A spate of child deaths have pointed to the need for restoring Iowa’s homeschool law to its pre-2013 form

The Coalition for Responsible Home Education (CRHE) applauds Iowa state representative Mary Mascher's introduction of House Bill 182. "Before 2013, Iowa had one of the best laws in the country for protecting homeschooled children," said Dr. Rachel Coleman, executive director of CRHE. "Rep. Mascher's bill would restore accountability to the state's homeschool statute." CRHE is a national nonprofit organization that advocates for homeschooled children.

"Over the past three years, Iowa has seen a series of high profile deaths among children who were homeschooled," said Coleman. "These tragedies point to the need to restore Iowa's previous homeschool law, which required students to have annual assessments and gave them access to mandatory reporters." The child deaths include 16-year-old Natalie Finn, who starved to death in October 2016. After Natalie's death, Malayia Knapp went public with her own history of abuse; Malayia ran away from her abusive parents in 2015. Next, in May 2017, the body of 16-year-old Sabrina Ray was discovered in her parents' basement. All three girls were homeschooled.
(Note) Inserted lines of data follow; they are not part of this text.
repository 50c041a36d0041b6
mod caching_identity_service;
mod directory_identity_service;
mod identity_service_fake;

#[cfg(test)]
pub(crate) mod test_support;

pub use caching_identity_service::*;
pub use directory_identity_service::*;
pub use identity_service_fake::*;
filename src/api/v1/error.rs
use crate::api::v1::handler::ApiResponse;
use crate::application_port::*;
use crate::logger::*;
use serde::Serialize;
use std::convert::Infallible;
use thiserror::Error;
use warp::http::StatusCode;
use warp::{Rejection, reject};

pub async fn recover_error(err: Rejection) -> Result<impl warp::Reply, Infallible> {
    let (code, message) = if let Some(code) = err.find::<ApiErrorCode>() {
        (code.clone(), code.to_string())
    } else if err.is_not_found() {
        (ApiErrorCode::NotFound, ApiErrorCode::NotFound.to_string())
    } else {
        (
            ApiErrorCode::InternalError,
            format!("Unhandled error: {:?}", err),
        )
    };
    let status = code.status();
    let json = warp::reply::json(&ApiResponse::<()>::err(code, message));
    Ok(warp::reply::with_status(json, status))
}

#[derive(Debug, Serialize)]
pub struct ApiError {
    pub code: ApiErrorCode,
    pub message: String,
}

#[derive(Debug, Clone, Error, Serialize, PartialEq, Eq)]
pub enum ApiErrorCode {
    #[error("User identifier is not valid UTF-8 once decoded")]
    InvalidUser,
    #[error("No directory entry for this user")]
    UnknownUser,
    #[error("Several directory entries match this user")]
    AmbiguousUser,
    #[error("Directory entry lacks name, uid or mail")]
    IncompleteUser,
    #[error("User failed to resolve earlier")]
    CachedFailure,
    #[error("Directory unavailable")]
    DirectoryUnavailable,
    #[error("Not found")]
    NotFound,
    #[error("Internal error")]
    InternalError,
}

impl ApiErrorCode {
    pub fn status(&self) -> StatusCode {
        match self {
            ApiErrorCode::UnknownUser | ApiErrorCode::CachedFailure | ApiErrorCode::NotFound => {
                StatusCode::NOT_FOUND
            }
            ApiErrorCode::InvalidUser => StatusCode::BAD_REQUEST,
            ApiErrorCode::AmbiguousUser => StatusCode::CONFLICT,
            ApiErrorCode::IncompleteUser => StatusCode::UNPROCESSABLE_ENTITY,
            ApiErrorCode::DirectoryUnavailable => StatusCode::BAD_GATEWAY,
            ApiErrorCode::InternalError => StatusCode::INTERNAL_SERVER_ERROR,
        }
    }
}

impl reject::Reject for ApiErrorCode {}

impl From<ResolveError> for ApiErrorCode {
    fn from(error: ResolveError) -> Self {
        match error {
            ResolveError::MissingUser => ApiErrorCode::UnknownUser,
            ResolveError::TooManyUsers => ApiErrorCode::AmbiguousUser,
            ResolveError::MissingDetails => ApiErrorCode::IncompleteUser,
            ResolveError::CachedFailure => ApiErrorCode::CachedFailure,
            ResolveError::Transport(e) => {
                warn!("Directory error: {}", e);
                ApiErrorCode::DirectoryUnavailable
            }
        }
    }
}
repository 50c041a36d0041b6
use crate::application_port::{IdentityService, ResolveError};
use crate::domain_model::IdentityRecord;

/// Canned identities for running the service without a directory.
///
/// `alice` resolves, `twins` is ambiguous, `partial` lacks details and every
/// other identifier is unknown.
#[derive(Debug, Default)]
pub struct FakeIdentityService;

impl FakeIdentityService {
    pub fn new() -> Self {
        Self
    }
}

#[async_trait::async_trait]
impl IdentityService for FakeIdentityService {
    async fn resolve(&self, user: &str) -> Result<IdentityRecord, ResolveError> {
        match user {
            "alice" => Ok(IdentityRecord::new(
                "Alice Example".to_string(),
                "alice".to_string(),
                "alice@example.org".to_string(),
                vec!["staff".to_string(), "vpn".to_string()],
            )),
            "twins" => Err(ResolveError::TooManyUsers),
            "partial" => Err(ResolveError::MissingDetails),
            _ => Err(ResolveError::MissingUser),
        }
    }
}
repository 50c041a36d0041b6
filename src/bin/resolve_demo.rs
//! Resolves identifiers through the configured backend and cache.
//!
//! $ cargo run --bin resolve_demo -- --settings=settings/dev.toml alice ghost ghost
//!
//! Repeating an identifier shows the cache at work: the second lookup of a
//! failed user reports `CachedFailure` instead of the original reason.
use sslify::application_port::ResolveError;
use sslify::logger::*;
use sslify::server::Server;
use sslify::settings::*;

#[tokio::main]
async fn main() -> anyhow::Result<()> {
    let cli = ResolveCli::parse();

    let logger = Logger::new_bootstrap();
    let project_settings = parse_settings(cli.settings.as_deref())?;
    logger.reload_from_config(&LogConfig::from(&project_settings.log))?;

    let server = Server::try_new(&project_settings).await?;

    for user in &cli.users {
        match server.identity_service.resolve(user).await {
            Ok(record) => println!("{}: {}", user, serde_json::to_string_pretty(&record)?),
            Err(ResolveError::Transport(e)) => println!("{}: directory error: {}", user, e),
            Err(e) => println!("{}: {:?} ({})", user, e, e),
        }
    }

    Ok(())
}
mod identity;
mod query;

pub use identity::*;
pub use query::*;
use super::error::*;
use crate::application_port::IdentityService;
use crate::domain_model::IdentityRecord;
use serde::Serialize;
use std::sync::Arc;
use warp::{self, reject};

#[derive(Debug, Serialize)]
pub struct ApiResponse<T> {
    pub success: bool,
    pub data: Option<T>,
    pub error: Option<ApiError>,
}

impl<T: Serialize> ApiResponse<T> {
    pub fn ok(data: T) -> Self {
        ApiResponse {
            success: true,
            data: Some(data),
            error: None,
        }
    }

    pub fn err(code: ApiErrorCode, message: impl Into<String>) -> Self {
        ApiResponse {
            success: false,
            data: None,
            error: Some(ApiError {
                code,
                message: message.into(),
            }),
        }
    }
}

pub async fn resolve_identity(
    user: String,
    identity_service: Arc<dyn IdentityService>,
) -> Result<impl warp::Reply, warp::Rejection> {
    let user = urlencoding::decode(&user)
        .map_err(|_| reject::custom(ApiErrorCode::InvalidUser))?;
    let record: IdentityRecord = identity_service
        .resolve(&user)
        .await
        .map_err(ApiErrorCode::from)
        .map_err(reject::custom)?;

    Ok(warp::reply::json(&ApiResponse::ok(record)))
}
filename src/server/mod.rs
mod server;

pub use server::*;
"A growing body of research suggests that homeschooling offers abusive parents a way to isolate and mistreat their children without detection," Coleman said. In 2014, a researcher at the University of Wisconsin found that 47% of the school-age child torture victims she studied were removed from school to be homeschooled; in 2018, a state official in Connecticut found that 36% of children removed from school to be homeschooled lived in families that were subject to at least one prior child abuse or neglect report.

Before 2013, Iowa did more to protect the interests of homeschooled children than nearly any other state. The state's "competent private instruction" statute allowed parents to choose between a) homeschooling with the support of a certified teacher or b) having their children's academic progress assessed annually by standardized test or portfolio review. This made Iowa's homeschooling law one of most effective the country at protecting homeschooled children, offering both homeschooled students and homeschooling parents the support they needed to thrive. In 2005, the state's robust level of homeschool oversight enabled 11-year-old Sarah Neely to escape from her father's abuse.

In 2013, an amendment to an education funding bill gutted the state’s homeschool law by adding an “independent private instruction” option that had no educational requirements. After 2013, parents could homeschool without providing notice to their local school districts, and without any form of required assessment. And it was after 2013 that Natalie Finn and Sabrina Ray died at their parents’ hands. “When a state fails to provide protections for homeschooled students, it is the children who suffer,” said Coleman. “HB 182 offers an opportunity for Iowa lawmakers to fix the mistake they made in 2013, and restore the state’s previous law.”

“Under current statute, the state of Iowa does nothing to ensure that homeschooled children receive an education, or to ensure that children homeschooled in at-risk situations have access to safe adults” said Coleman. “By passing House File 2014, Iowa lawmakers have the opportunity to restore their state’s record of protecting the needs of homeschooled children.”